Another thing we learn from Copan’s defense of the Bible’s take on slavery is that the Mosaic law really is relative. It has to be taken with a dose of salt. “Mosaic law was temporary and, as a whole, isn’t universal and binding upon all humans and all cultures.” So, it’s a document of its times, after all. Who would seriously go out to stone Buddhists for believing in “idols” or kill shoppers for violating the Sabbath? OK, but the problem with the relativistic excuse is that it undermines the divine, supreme, and righteous status of the supernatural author of these laws. Try to tell Antonin Scalia that the Decalogue is relative, a document of its time!

Inevitably, such apologetics raise the question of why exactly we need a God, if a) God cannot create people who behave decently, and b) if, after behaving badly, God cannot teach his own created beings decent moral imperatives? Sure, murder is bad and the Mosaic Laws says so. But slavery is also bad, and so is rape, torture, and securities fraud, but the Decalogue remains silent about them.

I wish to add one more facet to this discussion.

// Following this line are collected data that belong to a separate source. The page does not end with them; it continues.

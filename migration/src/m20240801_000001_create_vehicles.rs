use sea_orm_migration::{prelude::*, schema::*};

#[derive(DeriveMigrationName)]
pub struct Migration;

#[async_trait::async_trait]
impl MigrationTrait for Migration {
    async fn up(&self, manager: &SchemaManager) -> Result<(), DbErr> {
        manager
            .create_table(
                Table::create()
                    .table(Vehicle::Table)
                    .if_not_exists()
                    .col(uuid(Vehicle::Id).primary_key())
                    .col(string_len(Vehicle::Plate, 20).not_null().unique_key())
                    .col(string_len(Vehicle::VehicleType, 50).not_null())
                    .col(integer(Vehicle::Capacity).not_null())
                    .col(
                        timestamp_with_time_zone(Vehicle::CreatedAt)
                            .not_null()
                            .default(Expr::current_timestamp()),
                    )
                    .check(Expr::col(Vehicle::Capacity).gt(0))
                    .to_owned(),
            )
            .await
    }

    async fn down(&self, manager: &SchemaManager) -> Result<(), DbErr> {
        manager
            .drop_table(Table::drop().table(Vehicle::Table).to_owned())
            .await
    }
}

#[derive(DeriveIden)]
pub enum Vehicle {
    Table,
    Id,
    Plate,
    VehicleType,
    Capacity,
    CreatedAt,
}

Just as Copan fails to frame his apologia with a preamble about which God definitions are in play, he also conflates the debate over God’s moral character with the debate over God’s existence. But these are surely two separate issues.

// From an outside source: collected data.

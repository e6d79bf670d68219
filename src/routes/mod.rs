use axum::{
    middleware,
    routing::{delete, get, post, put},
    Json, Router,
};
use serde_json::{json, Value};

use crate::handlers::{admin, parent, payment};
use crate::middleware::auth::{
    auth_middleware, require_admin, require_parent, require_webhook_secret,
};
use crate::middleware::rate_limit::create_public_governor;
use crate::middleware::role_rate_limit::{create_role_governor, RateLimitedRole};
use crate::AppState;

async fn health() -> Json<Value> {
    Json(json!({ "status": "ok" }))
}

pub fn create_router(state: AppState) -> Router {
    let parent_governor = create_role_governor(RateLimitedRole::Parent);
    // IP-based governor for anonymous route browsing
    let public_governor = create_public_governor();

    let public_routes = Router::new()
        .route("/routes", get(parent::list_routes))
        .route("/routes/{id}", get(parent::get_route))
        .route("/routes/{id}/quote", get(parent::quote_route))
        .layer(public_governor);

    // Admin routes (requires auth + admin role), bounded by the global limiter only
    let admin_routes = Router::new()
        // Fleet and routes
        .route("/vehicles", get(admin::list_vehicles).post(admin::create_vehicle))
        .route("/routes", get(admin::list_routes).post(admin::create_route))
        .route("/routes/{id}", put(admin::update_route))
        .route("/routes/{id}/assign-vehicle", post(admin::assign_vehicle))
        // Pricing
        .route(
            "/pricing-rules",
            get(admin::list_pricing_rules).post(admin::create_pricing_rule),
        )
        .route("/pricing-rules/{id}", delete(admin::deactivate_pricing_rule))
        // Operational calendar
        .route("/closures", get(admin::list_closures).post(admin::create_closure))
        .route("/closures/{date}", delete(admin::delete_closure))
        // Booking management
        .route("/bookings", get(admin::list_all_bookings))
        .route("/bookings/{id}", delete(admin::delete_booking))
        .route("/bookings/{id}/require-approval", post(admin::require_approval))
        .route("/bookings/{id}/activate", post(admin::activate_booking))
        .route("/bookings/{id}/cancel", post(admin::cancel_booking))
        .route("/sweeps", post(admin::run_sweep))
        .layer(middleware::from_fn(require_admin))
        .layer(middleware::from_fn_with_state(state.clone(), auth_middleware));

    // Parent routes (requires auth + parent role)
    // Rate limit: 100 requests per minute per account
    let parent_routes = Router::new()
        .route("/", post(parent::create_booking).get(parent::my_bookings))
        .route("/{id}", delete(parent::cancel_booking))
        .layer(parent_governor)
        .layer(middleware::from_fn(require_parent))
        .layer(middleware::from_fn_with_state(state.clone(), auth_middleware));

    let payment_routes = Router::new()
        .route("/webhook", post(payment::payment_webhook))
        .layer(middleware::from_fn_with_state(
            state.clone(),
            require_webhook_secret,
        ));

    Router::new()
        .route("/health", get(health))
        .nest("/api", public_routes)
        .nest("/api/admin", admin_routes)
        .nest("/api/bookings", parent_routes)
        .nest("/api/payments", payment_routes)
        .with_state(state)
}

Copan complains that the “[New Atheists’] arguments against God’s existence aren’t intellectually rigorous.” Well, are Copan’s arguments for God’s existence any more rigorous? According to Copan, “God reveals himself to humans through conscience, reason, human experience, and creation.” This list gets me wondering: what about it, exactly, is supernatural by definition? The first three aspects (conscience, reason, human experience) belong firmly in the human realm. In fact, primatologists like Frans de Waal (Primates and Philosophers: How Morality Evolved) would argue that conscience and reason belong to both humans and primates. So, if Christian apologists argue that having a conscience is God’s gift to man, they should extend this argument to monkeys as well. As for human experience, I can’t even begin to conceive how my experience is evidence for God’s existence. Then there’s the fourth “proof” of God’s self-revelation: creation. Nobody knows where matter and life come from, so the jury is out on that claim. But to say that God created the cosmos at the very least invokes the classic rejoinder: “who, then, created God?”

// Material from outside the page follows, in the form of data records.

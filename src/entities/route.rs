use sea_orm::entity::prelude::*;
use serde::{Deserialize, Serialize};

#[derive(Clone, Debug, PartialEq, DeriveEntityModel, Serialize, Deserialize)]
#[sea_orm(table_name = "route")]
pub struct Model {
    #[sea_orm(primary_key, auto_increment = false)]
    pub id: Uuid,
    pub name: String,
    #[sea_orm(unique)]
    pub vehicle_id: Option<Uuid>,
    /// Snapshot of the assigned vehicle's type, used for pricing scope.
    pub vehicle_type: Option<String>,
    /// Snapshot of the assigned vehicle's seat count.
    pub capacity: i32,
    pub active: bool,
    pub requires_pickup: bool,
    pub created_at: DateTimeWithTimeZone,
}

#[derive(Copy, Clone, Debug, EnumIter, DeriveRelation)]
pub enum Relation {
    #[sea_orm(
        belongs_to = "super::vehicle::Entity",
        from = "Column::VehicleId",
        to = "super::vehicle::Column::Id"
    )]
    Vehicle,
    #[sea_orm(has_many = "super::booking::Entity")]
    Bookings,
    #[sea_orm(has_many = "super::pricing_rule::Entity")]
    PricingRules,
}

impl Related<super::vehicle::Entity> for Entity {
    fn to() -> RelationDef {
        Relation::Vehicle.def()
    }
}

impl Related<super::booking::Entity> for Entity {
    fn to() -> RelationDef {
        Relation::Bookings.def()
    }
}

impl Related<super::pricing_rule::Entity> for Entity {
    fn to() -> RelationDef {
        Relation::PricingRules.def()
    }
}

impl ActiveModelBehavior for ActiveModel {}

The fact is, whether or not we believe that God gave us experience and conscience it doesn’t alter the fact that experience and conscience are real. It is equally clear that belief in God has no causal connection to morality. Some atheists are more moral than some religionists, some religionists are more moral than some atheists. Just as morality is not dependent on religiosity, existence is not dependent on belief in a creator God. The baby in the cradle, the cat on the roof, the non-contacted tribe member in Papua New-Guinea—they all exist without a shred of knowledge about God, and are doing just fine, most of the time.

As an apologia for God, Copan’s book may work for those who don’t need an apology. But for religious skeptics, god-Haters (misotheists), and atheists, Copan’s book can do very little to dispel their doubts about God’s foresight, wisdom, goodness, and even existence. The book takes too many theistic premises for granted to be intelligible to secular humanists. Curiously, New Atheists seem to be perfectly intelligible to theists, but it doesn’t necessarily work the other way around. While disbelief can work its way to belief, belief cannot easily work its way to disbelief. In the long run, this imbalance may prove to be fatal to belief.

Of course, there is another defense of God, the humanistic defense, which can prevent the apologist’s hole from getting even deeper: God is just a human construct and reflects human flaws as well as human nobility. No more and no less than that.